Перейдя на противоположную сторону улицы, вошел в монументальное здание с колоннами, и оказазался в просторном вестибюле.
Поднялся по мраморной лестнице на второй этаж, прошел по длинному коридору, вошел в кабинет, и закрыл за собой дверь с висящей на ней сверкающей латунной табличкой: «Директор театра Муха Петр Сигизмундович».
***
Что может быть противнее теплого молочного супа с лапшой и плавающей сверху сморщенной пенкой? Только вторая тарелка подряд этой же гадости. А Восик только что вернулся с второй тарелкой, которую, как добавку, получил у румяной, добродушной поварихи, и теперь смотрел на содержимое, раздумывая, как бы одолеть всю эту мерзость. Повариха, видать, решила, что он из голодного края, ибо из полутора-двух сотен ребятишек, завтракающих в просторной столовой противотуберкулезного санатория, за добавкой обратился он один. Она еще из жалости уложила ему сверху кусок сливочного масла, которое, пока он шел к своему столику, растаяло, и покрыло все сверху рыжим, противным слоем. Хлеб, как назло, тоже был невкусный, коричневый, как кирпич, порезанный на рассыпающиеся большие ломти, не то, что родной киевский батон, или украинский.

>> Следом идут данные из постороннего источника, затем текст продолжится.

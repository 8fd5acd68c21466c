//! Shared module - Common types and utilities
//!
//! This module contains types that are shared across all features.
//! It has ZERO dependencies on other features.

pub mod models;

pub use models::*;
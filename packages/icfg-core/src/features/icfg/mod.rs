//! # Interprocedural Control-Flow Graph (ICFG)
//!
//! Program-point graph spanning function boundaries, the backbone that
//! pointer analysis and value-flow analysis traverse. Built once by an
//! external builder, extended during call-graph refresh as indirect
//! calls resolve, and folded by an external simplification pass that
//! records its merges in the rep/sub ledger.
//!
//! ## References
//! - Sui & Xue, "SVF: Interprocedural Static Value-Flow Analysis in LLVM" (CC 2016)
//! - Reps, Horwitz, Sagiv, "Precise Interprocedural Dataflow Analysis via
//!   Graph Reachability" (POPL 1995)

pub mod domain;
pub mod ports;

pub use domain::edge::{BranchCondition, IcfgEdge, IcfgEdgeKind};
pub use domain::icfg::Icfg;
pub use domain::node::{IcfgNode, IcfgNodeKind};
pub use ports::call_graph::{CallGraphProvider, SimpleCallGraph};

Все это было даже более отвратительно, чем рыбий жир или касторка, которые он на нюх не переносил, как и большинство ребятишек. Вокруг стоял дикий ор, детвора заканчивала завтракать, и вела себя как обычно, весело и шумно.

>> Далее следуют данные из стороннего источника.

impl Store {
    // --------------------------------------------------------------------------------------------
    // Lifecycle
    // --------------------------------------------------------------------------------------------

    /// Opens (or creates) a store for appending.
    ///
    /// A missing or empty file gets a fresh header.  For an existing file the
    /// header is validated, the chain tail is recovered (walking the chain
    /// when the recorded tail is inconsistent with the file), and `ids`
    /// observes the tail's identifier so new records keep increasing.
    ///
    /// # Errors
    ///
    /// - [`StoreError::InvalidArgument`] if `config` is invalid.
    /// - [`StoreError::InvalidStore`] on a bad marker or version, including
    ///   legacy files (they are read-only).
    pub fn open_for_write(
        path: impl AsRef<Path>,
        config: &StoreConfig,
        ids: Arc<IdAllocator>,
    ) -> Result<Self, StoreError> {
        config.validate()?;
        let path = path.as_ref();

        let file = OpenOptions::new()
            .read(true)
            .write(true)
            .create(true)
            .mode(config.file_mode)
            .open(path)?;
        let len = file.metadata()?.len();

        let mut store = Self {
            path: path.to_path_buf(),
            mode: AccessMode::Write,
            backing: Some(Backing::File(file)),
            file_size: len,
            header: FileHeader::new(now_seconds(), config),
            cursor: Offset::NULL,
            cursor_id: 0,
            strings: StringCache::new(config.string_cache_size, config.unlimited_string_cache),
            scratch: Vec::new(),
            ids: Some(ids),
            sync_writes: config.sync_writes,
        };

        if len == 0 {
            let header_bytes = encoding::encode_to_vec(&store.header)?;
            store.append_bytes(&header_bytes)?;
            store.sync_if_configured()?;
            info!(path = %path.display(), "created log store");
            return Ok(store);
        }

        if len < HEADER_LEN {
            return Err(StoreError::InvalidStore(format!(
                "file is {len} bytes, shorter than the {HEADER_LEN}-byte header"
            )));
        }

        let mut raw = [0u8; HEADER_LEN as usize];
        store.read_exact_at(Offset::NULL, &mut raw)?;
        let (header, _) = FileHeader::decode_from(&raw)?;
        match header.validate() {
            Ok(()) => {}
            Err(StoreError::LegacyFormat { version }) => {
                return Err(StoreError::InvalidStore(format!(
                    "legacy format version {version} is read-only"
                )));
            }
            Err(e) => return Err(e),
        }

        store.header = header;
        store.strings = StringCache::new(header.string_cache_size, config.unlimited_string_cache);
        store.recover_chain()?;

        info!(
            path = %path.display(),
            file_size = store.file_size,
            first = %store.header.first,
            last = %store.header.last,
            "opened log store for writing"
        );

        Ok(store)
    }

    /// Opens a version-2 store read-only.
    ///
    /// The file is memory-mapped; the handle sees the file as it was at this
    /// call.  Use [`Reader::open_with_legacy`](crate::Reader::open_with_legacy)
    /// to also accept legacy files.
    ///
    /// # Errors
    ///
    /// - [`StoreError::InvalidStore`] on a bad marker, unknown version, or a
    ///   file shorter than the header.
    /// - [`StoreError::LegacyFormat`] for a legacy (version 1) file.
    pub fn open_for_read(path: impl AsRef<Path>) -> Result<Self, StoreError> {
        let path = path.as_ref();
        let file = File::open(path)?;
        let len = file.metadata()?.len();
        if len < HEADER_LEN {
            return Err(StoreError::InvalidStore(format!(
                "file is {len} bytes, shorter than the {HEADER_LEN}-byte header"
            )));
        }

        // SAFETY: the map is read-only and every access is bounds-checked
        // against its length.  Writers only append or patch fields in place.
        let map = unsafe { Mmap::map(&file)? };

        let (header, _) = FileHeader::decode_from(&map[..HEADER_LEN as usize])?;
        header.validate()?;

        let mut store = Self {
            path: path.to_path_buf(),
            mode: AccessMode::Read,
            file_size: map.len() as u64,
            backing: Some(Backing::Mapped(map)),
            header,
            cursor: Offset::NULL,
            cursor_id: 0,
            strings: StringCache::new(header.string_cache_size, false),
            scratch: Vec::new(),
            ids: None,
            sync_writes: false,
        };

        // A crash between linking a record and patching `last` leaves a
        // valid but stale tail.  Read handles cannot write the repair back.
        if !store.header.first.is_null() {
            let tail = store.find_tail()?;
            if tail != store.header.last {
                debug!(recorded = %store.header.last, tail = %tail, "using the chain tail in memory");
                store.header.last = tail;
            }
        }

        info!(
            path = %path.display(),
            file_size = store.file_size,
            "opened log store for reading"
        );

        Ok(store)
    }

    /// Releases the string cache and the file.
    ///
    /// Calling `close` more than once is harmless.  Every other operation on
    /// a closed handle returns [`StoreError::Closed`].
    pub fn close(&mut self) -> Result<(), StoreError> {
        let Some(backing) = self.backing.take() else {
            return Ok(());
        };

        self.strings.clear();
        self.scratch = Vec::new();
        self.cursor = Offset::NULL;
        self.cursor_id = 0;

        if let Backing::File(file) = &backing {
            if self.sync_writes {
                file.sync_all().map_err(StoreError::WriteFailed)?;
            }
        }
        drop(backing);

        info!(path = %self.path.display(), "closed log store");
        Ok(())
    }

    // --------------------------------------------------------------------------------------------
    // Accessors
    // --------------------------------------------------------------------------------------------

    /// Path the store was opened from.
    pub fn path(&self) -> &Path {
        &self.path
    }

    /// Read or write handle.
    pub fn mode(&self) -> AccessMode {
        self.mode
    }

    /// Bytes addressable through this handle.
    pub fn file_size(&self) -> u64 {
        self.file_size
    }

    /// Creation time of the file, in seconds since the UNIX epoch.
    pub fn creation_time(&self) -> u64 {
        self.header.created
    }

    /// The in-memory copy of the file header.
    pub fn header(&self) -> &FileHeader {
        &self.header
    }

    /// Returns `true` once [`close`](Self::close) has run.
    pub fn is_closed(&self) -> bool {
        self.backing.is_none()
    }

    /// Whether the header's filter mask admits records of `level`.
    ///
    /// Levels 0-7 map to mask bits 0-7; higher levels are always admitted.
    pub fn accepts_level(&self, level: u16) -> bool {
        level > 7 || self.header.filter_mask & (1u8 << level) != 0
    }

    /// Number of strings currently held by the session cache.
    pub fn cached_strings(&self) -> usize {
        self.strings.len()
    }

    // --------------------------------------------------------------------------------------------
    // Bounds-checked file access
    // --------------------------------------------------------------------------------------------

    /// Fills `buf` from `offset`, failing unless the whole range lies inside
    /// the file.  This is the only path through which stored bytes are read.
    pub(crate) fn read_exact_at(&self, offset: Offset, buf: &mut [u8]) -> Result<(), StoreError> {
        let end = offset
            .get()
            .checked_add(buf.len() as u64)
            .filter(|&end| end <= self.file_size)
            .ok_or_else(|| {
                StoreError::read_failed(
                    offset,
                    format!(
                        "{} bytes would run past the end of the file ({} bytes)",
                        buf.len(),
                        self.file_size
                    ),
                )
            })?;

        match self.backing()? {
            Backing::File(file) => file
                .read_exact_at(buf, offset.get())
                .map_err(|e| StoreError::read_failed(offset, e.to_string())),
            Backing::Mapped(map) => {
                let start = usize::try_from(offset.get())
                    .map_err(|_| StoreError::read_failed(offset, "offset not addressable"))?;
                let end = usize::try_from(end)
                    .map_err(|_| StoreError::read_failed(offset, "offset not addressable"))?;
                let src = map
                    .get(start..end)
                    .ok_or_else(|| StoreError::read_failed(offset, "range outside mapping"))?;
                buf.copy_from_slice(src);
                Ok(())
            }
        }
    }

    /// Reads `len` bytes at `offset` into a new buffer.
    ///
    /// The range is validated before anything is allocated, and the
    /// allocation itself is fallible so a corrupt length cannot abort the
    /// process.
    pub(crate) fn read_vec(&self, offset: Offset, len: usize) -> Result<Vec<u8>, StoreError> {
        let fits = offset
            .get()
            .checked_add(len as u64)
            .is_some_and(|end| end <= self.file_size);
        if !fits {
            return Err(StoreError::read_failed(
                offset,
                format!("declared length {len} does not fit the file ({} bytes)", self.file_size),
            ));
        }

        let mut buf = Vec::new();
        buf.try_reserve_exact(len)
            .map_err(|_| StoreError::NoMemory(len))?;
        buf.resize(len, 0);
        self.read_exact_at(offset, &mut buf)?;
        Ok(buf)
    }

    /// Reads the `[TYPE u16][LEN u32]` prefix of the record at `offset`.
    pub(crate) fn read_prefix(&self, offset: Offset) -> Result<(u16, u32), StoreError> {
        let mut raw = [0u8; RECORD_PREFIX_LEN as usize];
        self.read_exact_at(offset, &mut raw)?;
        let (tag, n) =
            u16::decode_from(&raw).map_err(|e| StoreError::read_failed(offset, e.to_string()))?;
        let (len, _) = u32::decode_from(&raw[n..])
            .map_err(|e| StoreError::read_failed(offset, e.to_string()))?;
        Ok((tag, len))
    }

    /// Appends `bytes` at the end of the file and returns where they landed.
    pub(crate) fn append_bytes(&mut self, bytes: &[u8]) -> Result<Offset, StoreError> {
        let offset = Offset(self.file_size);
        self.write_at(offset, bytes)?;
        self.file_size += bytes.len() as u64;
        Ok(offset)
    }

    /// Overwrites an 8-byte big-endian field in place.
    pub(crate) fn patch_u64(&mut self, at: Offset, value: u64) -> Result<(), StoreError> {
        let fits = at.checked_add(8).is_some_and(|end| end.get() <= self.file_size);
        if !fits {
            return Err(StoreError::InvalidArgument(format!(
                "patch at {at} lies outside the file"
            )));
        }
        self.write_at(at, &value.to_be_bytes())
    }

    fn write_at(&mut self, offset: Offset, bytes: &[u8]) -> Result<(), StoreError> {
        self.ensure_writable()?;
        match self.backing()? {
            Backing::File(file) => file
                .write_all_at(bytes, offset.get())
                .map_err(StoreError::WriteFailed),
            Backing::Mapped(_) => Err(StoreError::AccessDenied(
                "store is mapped read-only".into(),
            )),
        }
    }

    fn backing(&self) -> Result<&Backing, StoreError> {
        self.backing.as_ref().ok_or(StoreError::Closed)
    }

    pub(crate) fn ensure_open(&self) -> Result<(), StoreError> {
        self.backing().map(|_| ())
    }

    pub(crate) fn ensure_writable(&self) -> Result<(), StoreError> {
        self.ensure_open()?;
        if self.mode != AccessMode::Write {
            return Err(StoreError::AccessDenied(format!(
                "{} is open read-only",
                self.path.display()
            )));
        }
        Ok(())
    }

    pub(crate) fn sync_if_configured(&self) -> Result<(), StoreError> {
        if !self.sync_writes {
            return Ok(());
        }
        match self.backing()? {
            Backing::File(file) => file.sync_data().map_err(StoreError::WriteFailed),
            Backing::Mapped(_) => Ok(()),
        }
    }

    // --------------------------------------------------------------------------------------------
    // Header maintenance
    // --------------------------------------------------------------------------------------------

    pub(crate) fn set_last(&mut self, last: Offset) -> Result<(), StoreError> {
        self.patch_u64(Offset(HEADER_LAST_AT), last.get())?;
        self.header.last = last;
        Ok(())
    }

    /// Re-derives the chain tail of an existing file before the first append.
    fn recover_chain(&mut self) -> Result<(), StoreError> {
        let first = self.header.first;
        if first.is_null() {
            if !self.header.last.is_null() {
                warn!(last = %self.header.last, "tail set on an empty chain; clearing it");
                self.set_last(Offset::NULL)?;
            }
            return Ok(());
        }

        if self.record_span(first)?.is_none() {
            return Err(StoreError::InvalidStore(format!(
                "head record at {first} does not fit the file"
            )));
        }

        let tail = self.find_tail()?;
        if tail != self.header.last {
            warn!(
                recorded = %self.header.last,
                recovered = %tail,
                "recorded tail is inconsistent with the chain; repairing header"
            );
            self.set_last(tail)?;
        }

        if let (Some(ids), Some(links)) = (&self.ids, self.read_links(tail)?) {
            ids.observe(links.id);
        }
        Ok(())
    }
}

Восику радоваться особо было нечего, он был сегодня угрюм и сосредоточен, ведь сегодня он должен был провернуть преответственнейшую операцию. Ему просто необходимо было хорошо поесть, у него впереди долгий путь, и неизвестно, когда получиться в следующий раз что то положить в рот. Он с огромным усилием заставил себя съесть и эту тарелку с тремя кусками хлеба, и положил ложку.
На дне осталась только мерзкая студенистая пенка, он так и не смог побороть отвращение, и откинулся на спинку стула, чтобы дать возможность этим помоям опуститься немного по пищеводу вниз, не хватало еще растерять завтрак по дороге.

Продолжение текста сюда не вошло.